Орлов недоуменно перевел на нее глаза.
— Продолжай, — с ненавистью к неуместному выпаду сказала Галина Аркадьевна. — Давайте, ребята, не прерывать Гену. Это важное дело, сейчас не до шуток. Пишем письмо, ребята!
Карпова Татьяна вырвала из тетрадки чистый листочек и приготовилась писать.
— Ты записываешь, Карпова? — кивнул молодой Орлов. — Правильно. Пиши так: «Дорогой товарищ Насер!»
Князь Куракин вдруг багрово покраснел, захохотал и закашлял от хохота. Лапидус поймал его умоляющий взгляд, что-то прочел в нем и тоже расхохотался.
— Оба — вон, — раздув щеки, произнесла Нина Львовна. — За дверь — оба!
Лапидус и князь Куракин вылетели за дверь, и тут же — не успела она с визгом захлопнуться — в коридоре раздался их лающий, неприличный смех.

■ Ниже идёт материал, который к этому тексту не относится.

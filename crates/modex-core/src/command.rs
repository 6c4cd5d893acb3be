//! Ex-command interpreter.
//!
//! ## Learning: The Command Pattern
//!
//! Each `:` command is an object implementing [`CommandHandler`]. The
//! registry maps names and aliases to handlers, so hosts can add their own
//! commands next to the built-in `:w`, `:q`, `:wq`, `:e` and `:set`.
//!
//! ## Learning: Results, not Mutation
//!
//! A handler gets a shared `&EditorState` and returns an
//! [`OperationResult`] carrying an optional [`StatePatch`]. The editor
//! merges the patch afterwards. A handler therefore cannot leave the state
//! half-updated, whichever `await` it fails at.
//!
//! ## Trait Objects and Futures
//!
//! Handlers live in a `Vec<Box<dyn CommandHandler<H>>>`. A trait object
//! cannot have `async fn` methods, so `execute` returns a boxed future
//! ([`CommandFuture`]) instead; `Box::pin(async move { .. })` builds one.

use std::collections::HashMap;
use std::future::Future;
use std::pin::Pin;

use crate::CoreResult;
use crate::host::HostAdapter;
use crate::state::{EditorState, Severity};

/// Boxed future returned by [`CommandHandler::execute`].
pub type CommandFuture<'a> = Pin<Box<dyn Future<Output = CoreResult<OperationResult>> + 'a>>;

/// A file read by `:e`, to be swapped into the buffer.
#[derive(Debug, Clone, PartialEq, Eq)]
pub struct LoadedFile {
    pub filename: String,
    pub text: String,
}

/// State changes requested by a command.
#[derive(Debug, Clone, Default, PartialEq, Eq)]
pub struct StatePatch {
    pub modified: Option<bool>,
    pub filename: Option<String>,
    pub load: Option<LoadedFile>,
    pub line_numbers: Option<bool>,
    pub quit: bool,
}

/// Outcome of a command.
#[derive(Debug, Clone, PartialEq, Eq)]
pub struct OperationResult {
    pub success: bool,
    pub message: Option<String>,
    pub severity: Option<Severity>,
    pub patch: Option<StatePatch>,
}

impl OperationResult {
    /// Silent success.
    pub fn ok() -> Self {
        Self {
            success: true,
            message: None,
            severity: None,
            patch: None,
        }
    }

    /// Success with an informational message.
    pub fn info(message: impl Into<String>) -> Self {
        Self {
            message: Some(message.into()),
            severity: Some(Severity::Info),
            ..Self::ok()
        }
    }

    /// Failure with an error message.
    pub fn error(message: impl Into<String>) -> Self {
        Self {
            success: false,
            message: Some(message.into()),
            severity: Some(Severity::Error),
            patch: None,
        }
    }

    pub fn with_patch(mut self, patch: StatePatch) -> Self {
        self.patch = Some(patch);
        self
    }

    /// Adds a quit request to the patch.
    pub fn and_quit(mut self) -> Self {
        self.patch.get_or_insert_default().quit = true;
        self
    }

    /// Severity to display: explicit, or derived from `success`.
    pub fn effective_severity(&self) -> Severity {
        self.severity.unwrap_or(if self.success {
            Severity::Info
        } else {
            Severity::Error
        })
    }
}

/// Everything a handler may look at.
pub struct CommandContext<'a, H> {
    /// Name as typed (an alias stays an alias)
    pub name: &'a str,
    pub args: &'a [String],
    /// A trailing `!` on the name
    pub bang: bool,
    pub state: &'a EditorState,
    pub host: &'a H,
}

/// Trait for command handlers.
///
/// ## Learning: Trait Objects
///
/// `dyn CommandHandler<H>` allows storing different types that
/// implement this trait in the same collection. The `Send + Sync`
/// bounds keep handlers shareable; the futures they return are not
/// required to be `Send` because the editor awaits them in place.
pub trait CommandHandler<H>: Send + Sync {
    /// Primary name.
    fn name(&self) -> &str;

    /// Alternative names.
    fn aliases(&self) -> &[&str] {
        &[]
    }

    /// One-line description.
    fn description(&self) -> &str {
        self.name()
    }

    /// Runs the command.
    fn execute<'a>(&'a self, ctx: CommandContext<'a, H>) -> CommandFuture<'a>;
}

/// A parsed command line.
#[derive(Debug, Clone, PartialEq, Eq)]
pub struct ParsedCommand {
    /// First token with any trailing `!` removed
    pub name: String,
    /// First token as typed
    pub raw: String,
    pub bang: bool,
    pub args: Vec<String>,
}

impl ParsedCommand {
    /// Splits a command line on whitespace. Returns `None` for a blank line.
    pub fn parse(line: &str) -> Option<Self> {
        let mut tokens = line.split_whitespace();
        let raw = tokens.next()?;
        let (name, bang) = match raw.strip_suffix('!') {
            Some(name) if !name.is_empty() => (name, true),
            _ => (raw, false),
        };
        Some(Self {
            name: name.to_string(),
            raw: raw.to_string(),
            bang,
            args: tokens.map(str::to_string).collect(),
        })
    }
}

/// Registry for commands.
///
/// ## Learning: Type Erasure
///
/// `Box<dyn CommandHandler<H>>` erases the concrete type, allowing
/// different handler types in the same collection. The vtable (virtual
/// table) enables dynamic dispatch.
pub struct CommandRegistry<H> {
    handlers: Vec<Box<dyn CommandHandler<H>>>,
    /// Name or alias to index into `handlers`
    by_name: HashMap<String, usize>,
}

impl<H: HostAdapter> CommandRegistry<H> {
    /// Creates an empty registry.
    pub fn new() -> Self {
        Self {
            handlers: Vec::new(),
            by_name: HashMap::new(),
        }
    }

    /// Creates a registry holding the built-in commands.
    pub fn with_builtins() -> Self {
        let mut registry = Self::new();
        registry.register(Box::new(builtin::Write));
        registry.register(Box::new(builtin::Quit));
        registry.register(Box::new(builtin::WriteQuit));
        registry.register(Box::new(builtin::Edit));
        registry.register(Box::new(builtin::Set));
        registry
    }

    /// Registers a handler. Its name and aliases replace earlier entries.
    ///
    /// A handler with the name of an existing one takes over its slot, and
    /// the old handler's aliases stop resolving.
    pub fn register(&mut self, handler: Box<dyn CommandHandler<H>>) {
        let index = match self.by_name.get(handler.name()).copied() {
            Some(old) => {
                tracing::debug!("Replacing command :{}", handler.name());
                self.by_name.retain(|_, index| *index != old);
                self.handlers[old] = handler;
                old
            }
            None => {
                self.handlers.push(handler);
                self.handlers.len() - 1
            }
        };

        let handler = &self.handlers[index];
        self.by_name.insert(handler.name().to_string(), index);
        for alias in handler.aliases() {
            self.by_name.insert(alias.to_string(), index);
        }
    }

    /// Looks up a handler by name or alias. Matching is case-sensitive.
    pub fn get(&self, name: &str) -> Option<&dyn CommandHandler<H>> {
        let index = *self.by_name.get(name)?;
        self.handlers.get(index).map(|h| h.as_ref())
    }

    /// Returns all registered names and aliases, sorted.
    pub fn list(&self) -> Vec<&str> {
        let mut names: Vec<_> = self.by_name.keys().map(|s| s.as_str()).collect();
        names.sort_unstable();
        names
    }

    /// Parses and runs a command line.
    ///
    /// Never fails: unknown names and handler errors come back as
    /// error results. A blank line is a silent success.
    pub async fn execute(&self, line: &str, state: &EditorState, host: &H) -> OperationResult {
        let Some(parsed) = ParsedCommand::parse(line) else {
            return OperationResult::ok();
        };
        let Some(handler) = self.get(&parsed.name) else {
            tracing::debug!("Unknown command {:?}", parsed.raw);
            return OperationResult::error(format!("E492: Not an editor command: {}", parsed.raw));
        };

        tracing::debug!("Executing :{} {:?}", parsed.raw, parsed.args);
        let ctx = CommandContext {
            name: &parsed.name,
            args: &parsed.args,
            bang: parsed.bang,
            state,
            host,
        };
        match handler.execute(ctx).await {
            Ok(result) => result,
            Err(e) => {
                tracing::warn!("Command :{} failed: {}", parsed.name, e);
                OperationResult::error(e.to_string())
            }
        }
    }
}

impl<H: HostAdapter> Default for CommandRegistry<H> {
    fn default() -> Self {
        Self::with_builtins()
    }
}

/// Built-in commands.
pub mod builtin {
    use modex_buffer::TextBuffer;

    use super::*;

    const NO_FILE_NAME: &str = "E32: No file name";
    const NOT_SAVED: &str = "E37: No write since last change (add ! to override)";

    pub(crate) fn describe(name: &str, text: &str, lines: usize) -> String {
        let lines = if text.is_empty() { 0 } else { lines };
        format!("\"{}\" {}L, {}B", name, lines, text.len())
    }

    /// Saves the buffer, to the argument or the current filename.
    async fn write_buffer<H: HostAdapter>(ctx: &CommandContext<'_, H>) -> OperationResult {
        let target = ctx.args.first().map(String::as_str);
        let Some(name) = target.or(ctx.state.filename()) else {
            return OperationResult::error(NO_FILE_NAME);
        };

        let other_file = target.is_some() && target != ctx.state.filename();
        if other_file && !ctx.bang && ctx.host.file_exists(name) {
            return OperationResult::error("E13: File exists (add ! to override)");
        }

        let content = ctx.state.buffer().to_text();
        if !ctx.host.save_file(name, &content).await {
            tracing::warn!("Host failed to save {}", name);
            return OperationResult::error(format!("E212: Can't open file for writing: {name}"));
        }

        tracing::info!("Wrote {} ({} bytes)", name, content.len());
        let message = format!(
            "{} written",
            describe(name, &content, ctx.state.buffer().len_lines())
        );
        OperationResult::info(message).with_patch(StatePatch {
            modified: Some(false),
            filename: Some(name.to_string()),
            ..StatePatch::default()
        })
    }

    /// `:w[rite][!] [file]`
    pub struct Write;

    impl<H: HostAdapter> CommandHandler<H> for Write {
        fn name(&self) -> &str {
            "w"
        }

        fn aliases(&self) -> &[&str] {
            &["write"]
        }

        fn description(&self) -> &str {
            "Write the buffer to a file"
        }

        fn execute<'a>(&'a self, ctx: CommandContext<'a, H>) -> CommandFuture<'a> {
            Box::pin(async move { Ok(write_buffer(&ctx).await) })
        }
    }

    /// `:q[uit][!]`
    pub struct Quit;

    impl<H: HostAdapter> CommandHandler<H> for Quit {
        fn name(&self) -> &str {
            "q"
        }

        fn aliases(&self) -> &[&str] {
            &["quit"]
        }

        fn description(&self) -> &str {
            "Quit, refusing if there are unsaved changes"
        }

        fn execute<'a>(&'a self, ctx: CommandContext<'a, H>) -> CommandFuture<'a> {
            Box::pin(async move {
                if ctx.state.is_modified() && !ctx.bang {
                    return Ok(OperationResult::error(NOT_SAVED));
                }
                Ok(OperationResult::ok().and_quit())
            })
        }
    }

    /// `:wq[!] [file]`, also `:x`
    pub struct WriteQuit;

    impl<H: HostAdapter> CommandHandler<H> for WriteQuit {
        fn name(&self) -> &str {
            "wq"
        }

        fn aliases(&self) -> &[&str] {
            &["x"]
        }

        fn description(&self) -> &str {
            "Write the buffer, then quit"
        }

        fn execute<'a>(&'a self, ctx: CommandContext<'a, H>) -> CommandFuture<'a> {
            Box::pin(async move {
                let written = write_buffer(&ctx).await;
                if !written.success {
                    return Ok(written);
                }
                Ok(written.and_quit())
            })
        }
    }

    /// `:e[dit][!] [file]`
    pub struct Edit;

    impl<H: HostAdapter> CommandHandler<H> for Edit {
        fn name(&self) -> &str {
            "e"
        }

        fn aliases(&self) -> &[&str] {
            &["edit"]
        }

        fn description(&self) -> &str {
            "Edit a file, or reload the current one"
        }

        fn execute<'a>(&'a self, ctx: CommandContext<'a, H>) -> CommandFuture<'a> {
            Box::pin(async move {
                let name = match ctx.args.first() {
                    Some(name) => name.as_str(),
                    None => match ctx.state.filename() {
                        Some(name) => name,
                        None => return Ok(OperationResult::error(NO_FILE_NAME)),
                    },
                };
                if ctx.state.is_modified() && !ctx.bang {
                    return Ok(OperationResult::error(NOT_SAVED));
                }

                let (text, message) = match ctx.host.load_file(name).await {
                    Ok(text) => {
                        tracing::info!("Loaded {} ({} bytes)", name, text.len());
                        let lines = TextBuffer::from_text(&text).len_lines();
                        let message = describe(name, &text, lines);
                        (text, message)
                    }
                    Err(e) => {
                        tracing::debug!("Opening {} as a new file: {}", name, e);
                        (String::new(), format!("\"{name}\" [New File]"))
                    }
                };

                Ok(OperationResult::info(message).with_patch(StatePatch {
                    load: Some(LoadedFile {
                        filename: name.to_string(),
                        text,
                    }),
                    ..StatePatch::default()
                }))
            })
        }
    }

    /// `:set {option}`; supports `number`/`nu` and their `no`/`inv` forms.
    pub struct Set;

    impl<H: HostAdapter> CommandHandler<H> for Set {
        fn name(&self) -> &str {
            "set"
        }

        fn aliases(&self) -> &[&str] {
            &["se"]
        }

        fn description(&self) -> &str {
            "Change an option"
        }

        fn execute<'a>(&'a self, ctx: CommandContext<'a, H>) -> CommandFuture<'a> {
            Box::pin(async move {
                let mut line_numbers = ctx.state.line_numbers();
                if ctx.args.is_empty() {
                    let shown = if line_numbers { "  number" } else { "nonumber" };
                    return Ok(OperationResult::info(shown));
                }

                for arg in ctx.args {
                    line_numbers = match arg.as_str() {
                        "number" | "nu" => true,
                        "nonumber" | "nonu" => false,
                        "invnumber" | "invnu" | "number!" | "nu!" => !line_numbers,
                        _ => return Ok(OperationResult::error(format!("E518: Unknown option: {arg}"))),
                    };
                }

                Ok(OperationResult::ok().with_patch(StatePatch {
                    line_numbers: Some(line_numbers),
                    ..StatePatch::default()
                }))
            })
        }
    }
}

— Букву заменили, — шепотом, слышным только самой себе, пробормотала Соколова. — Действительно смешно.
Во вторник, через месяц после письма товарищу Насеру, состоялось еще одно комсомольское собрание, на котором Геннадий Орлов был избран заместителем секретаря комсомольской организации средней специальной английской школы № 23, Ленинский район, город Москва, Союз Советских Социалистических Республик.

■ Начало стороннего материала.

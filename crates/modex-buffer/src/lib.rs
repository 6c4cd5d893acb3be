//! # Modex Buffer
//!
//! Line-oriented text buffer for a modal editor, together with the pure
//! editing primitives, cursor motions and the diff-based undo history.
//!
//! ## Key Concepts for Learning Rust
//!
//! ### Ownership & Borrowing
//! - `TextBuffer` owns its lines (`Vec<String>`)
//! - Editing primitives borrow the buffer immutably and return a new
//!   [`Edit`]; nothing is mutated until the caller commits it
//! - Commit happens in exactly one place (`TextBuffer::replace`), which is
//!   what lets the undo log see every change
//!
//! ### Memory Safety
//! - Columns are character offsets, converted to byte offsets only inside
//!   this crate, so callers can never slice through a UTF-8 sequence

mod buffer;
mod cursor;
mod diff;
mod edit;
mod history;
pub mod motion;
mod selection;

pub use buffer::TextBuffer;
pub use cursor::Position;
pub use diff::{DiffOp, LineDiff, apply_diff, compose_diffs, compute_diff};
pub use edit::Edit;
pub use history::{Change, History};
pub use selection::Selection;

/// Result type for buffer operations
pub type BufferResult<T> = Result<T, BufferError>;

/// Errors that can occur during buffer operations
#[derive(Debug, Clone, PartialEq, Eq, thiserror::Error)]
pub enum BufferError {
    #[error("Position {line}:{column} is out of bounds")]
    PositionOutOfBounds { line: usize, column: usize },

    #[error("Line {0} does not exist")]
    LineOutOfBounds(usize),
}

#[cfg(test)]
mod tests {
    use super::*;

    #[test]
    fn test_buffer_creation() {
        let buffer = TextBuffer::new();
        assert!(buffer.is_empty());
        assert_eq!(buffer.len_lines(), 1);
    }

    #[test]
    fn test_buffer_from_string() {
        let buffer = TextBuffer::from("Hello, World!");
        assert_eq!(buffer.len_lines(), 1);
        assert_eq!(buffer.to_text(), "Hello, World!\n");
    }

    #[test]
    fn test_edit_then_replace() {
        let mut buffer = TextBuffer::from("Hello");
        let edit = buffer.insert_char(Position::new(0, 5), '!').unwrap();
        assert!(buffer.replace(edit.lines));
        assert_eq!(buffer.line(0), Some("Hello!"));
        assert_eq!(edit.cursor, Position::new(0, 6));
    }

    #[test]
    fn test_line_operations() {
        let buffer = TextBuffer::from("Line 1\nLine 2\nLine 3");
        assert_eq!(buffer.len_lines(), 3);
        assert_eq!(buffer.line(0), Some("Line 1"));
        assert_eq!(buffer.line(2), Some("Line 3"));
        assert_eq!(buffer.line(3), None);
    }
}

А в среду выпал снег, которого никто не ждал, и крыльцо старухи Усачевой стало белым и пушистым.
— Сергуня, — сипло позвала Усачева, выпростав растрепанную голову из-под тулупа, который накрывал собою ее всю, свернувшуюся на остывшей печи. — Я, дак, сегодня, туда, дак, иду. Ты, дак, с голоду помрешь.
Бородатый похудевший Сергуня подошел к ней и топнул своей свалявшейся серой ногой.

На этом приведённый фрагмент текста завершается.